There was also a tentative agreement that SPNN/UNAC will not provide an additional strike notice prior to January 1, 2017. There was no discussion or tentative agreement reached today on the Professional Advancement Model. Sharp and SPNN/UNAC will meet on Tuesday, November 29, to continue negotiation on the collective bargaining agreement. We remain optimistic and look forward to reaching a new agreement as soon as possible," according to a statement from Sharp Healthcare spokesman John Cihomsky.
Picket lines were scheduled to go up at 7 a.m. Monday, Tuesday and Wednesday at Sharp Memorial and Mary Birch hospitals in Kearny Mesa, Sharp Chula Vista Medical Center and Grossmont Hospital. The nurses were slated to return to work Thursday morning.
The nurses and their union leaders allege that Sharp pays comparatively low wages, creating high turnover when employees leave for better pay at other hospitals.
Sharp, however, contends that the nurses have inflated the turnover claims.
Last month, 98 percent of nurses who cast ballots rejected Sharp's final contract offer, which included a base pay hike of 16 to 26 percent over a three-year period, with almost half implemented in the first year.
The vote authorized their union to call the strike.
Sharp officials said they had contracted with a firm to provide trained nurses during the walkout.
Christina Magnusen, president of the Sharp Professional Nurses Network, said Sharp is on track to lose 700 nurses this year, up from 605 last year and 514 in 2014.
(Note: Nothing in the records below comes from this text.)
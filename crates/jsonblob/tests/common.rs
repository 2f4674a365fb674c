#![allow(missing_docs, dead_code)]

use jsonblob::{Map, Value};

pub const FIXTURE: &str = r#"
{
    "service": {
        "name": "catalog",
        "replicas": 3,
        "ratio": 0.75,
        "enabled": true,
        "owner": null
    },
    "regions": ["eu-west", "us-east", "ap-south"],
    "limits": [
        { "kind": "cpu", "max": 4 },
        { "kind": "memory", "max": 17179869184 }
    ],
    "labels": {
        "tier": "backend",
        "café": "latin1 key",
        "€": "wide key",
        "": "empty key"
    },
    "matrix": [[1, 2], [], [[-3]]],
    "notes": "smørrebrød 🥪"
}
"#;

/// Converts a `serde_json` value into the crate's owned value.
pub fn from_json(json: &serde_json::Value) -> Value {
    match json {
        serde_json::Value::Null => Value::Null,
        serde_json::Value::Bool(b) => Value::Boolean(*b),
        serde_json::Value::Number(n) => Value::Number(n.as_f64().unwrap_or(f64::NAN)),
        serde_json::Value::String(s) => Value::String(s.clone()),
        serde_json::Value::Array(items) => Value::Array(items.iter().map(from_json).collect()),
        serde_json::Value::Object(map) => Value::Object(
            map.iter()
                .map(|(k, v)| (k.clone(), from_json(v)))
                .collect::<Map>(),
        ),
    }
}

pub fn fixture() -> Value {
    from_json(&serde_json::from_str(FIXTURE).unwrap())
}
//! Wire constants and little-endian accessors for the binary document format.
//!
//! Every multi-byte field in a document is little-endian and every offset is
//! relative, so a buffer can be moved, grown or copied as one block. Views in
//! this crate never alias bytes as structs; they read and write fields through
//! the helpers below.
//!
//! The `read_*`/`write_*` helpers index slices directly and are used on
//! buffers that are already known to be well formed (slice indexing is still
//! bounds-checked, so a logic error panics instead of reading out of bounds).
//! The `get_*` helpers return `None` instead and are what the validator uses
//! on untrusted input.

/// Magic number at the start of every document: the bytes `qbjs`.
pub const TAG: u32 = u32::from_le_bytes(*b"qbjs");

/// The only format version this crate reads and writes.
pub const VERSION: u32 = 1;

/// Size of the document header (`tag`, `version`).
pub const HEADER_SIZE: usize = 8;

/// Size of a container header (`size`, `is_object`/`length`, `table_offset`).
pub const BASE_SIZE: usize = 12;

/// Width of a table slot. Value cells have the same width, which is what lets
/// an array use its cells as its table.
pub const SLOT_SIZE: usize = 4;

/// Largest container size (and payload offset) a value cell can address.
pub const MAX_SIZE: usize = (1 << 27) - 1;

/// Deepest container nesting accepted when building or validating a document.
pub const MAX_DEPTH: usize = 512;

/// Rounds `size` up to the 4-byte alignment unit of payloads.
#[inline]
#[must_use]
pub(crate) const fn aligned_size(size: usize) -> usize {
    (size + 3) & !3
}

/// Narrows a buffer offset to a wire field. Callers only pass values bounded
/// by [`MAX_SIZE`].
#[inline]
#[allow(clippy::cast_possible_truncation)]
pub(crate) fn to_u32(n: usize) -> u32 {
    debug_assert!(n <= u32::MAX as usize);
    n as u32
}

#[inline]
pub(crate) fn read_u16(buf: &[u8], at: usize) -> u16 {
    u16::from_le_bytes([buf[at], buf[at + 1]])
}

#[inline]
pub(crate) fn read_u32(buf: &[u8], at: usize) -> u32 {
    u32::from_le_bytes([buf[at], buf[at + 1], buf[at + 2], buf[at + 3]])
}

#[inline]
pub(crate) fn read_i32(buf: &[u8], at: usize) -> i32 {
    i32::from_le_bytes([buf[at], buf[at + 1], buf[at + 2], buf[at + 3]])
}

#[inline]
pub(crate) fn read_u64(buf: &[u8], at: usize) -> u64 {
    let mut bytes = [0u8; 8];
    bytes.copy_from_slice(&buf[at..at + 8]);
    u64::from_le_bytes(bytes)
}

#[inline]
pub(crate) fn get_u16(buf: &[u8], at: usize) -> Option<u16> {
    let bytes = buf.get(at..at.checked_add(2)?)?;
    Some(u16::from_le_bytes([bytes[0], bytes[1]]))
}

#[inline]
pub(crate) fn get_u32(buf: &[u8], at: usize) -> Option<u32> {
    let bytes = buf.get(at..at.checked_add(4)?)?;
    Some(u32::from_le_bytes([bytes[0], bytes[1], bytes[2], bytes[3]]))
}

#[inline]
pub(crate) fn get_i32(buf: &[u8], at: usize) -> Option<i32> {
    let bytes = buf.get(at..at.checked_add(4)?)?;
    Some(i32::from_le_bytes([bytes[0], bytes[1], bytes[2], bytes[3]]))
}

#[inline]
pub(crate) fn write_u16(buf: &mut [u8], at: usize, value: u16) {
    buf[at..at + 2].copy_from_slice(&value.to_le_bytes());
}

#[inline]
pub(crate) fn write_u32(buf: &mut [u8], at: usize, value: u32) {
    buf[at..at + 4].copy_from_slice(&value.to_le_bytes());
}

#[inline]
pub(crate) fn write_i32(buf: &mut [u8], at: usize, value: i32) {
    buf[at..at + 4].copy_from_slice(&value.to_le_bytes());
}

#[inline]
pub(crate) fn write_u64(buf: &mut [u8], at: usize, value: u64) {
    buf[at..at + 8].copy_from_slice(&value.to_le_bytes());
}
Sharp registered nurses with five years of experience can move to competitors such as UC San Diego Health or Kaiser Permanente with hourly wages ranging from $8 to $16 higher, according to the union.
Dan Gross, executive vice president of Sharp Healthcare, said the union has pushed for "unrealistic" salary levels and a requirement that all nurses had to pay union dues.
According to Sharp, a report from the California Hospital Association found the chain's 2015 nurse full- and part-time nursing turnover rate was 8.4 percent, the lowest in San Diego County -- and that this year's numbers were about the same.
The difference stems from the union counting per-diem nurses, who always have a high turnover rate, Gross said. Per-diem nurses are not tracked in the CHA figures.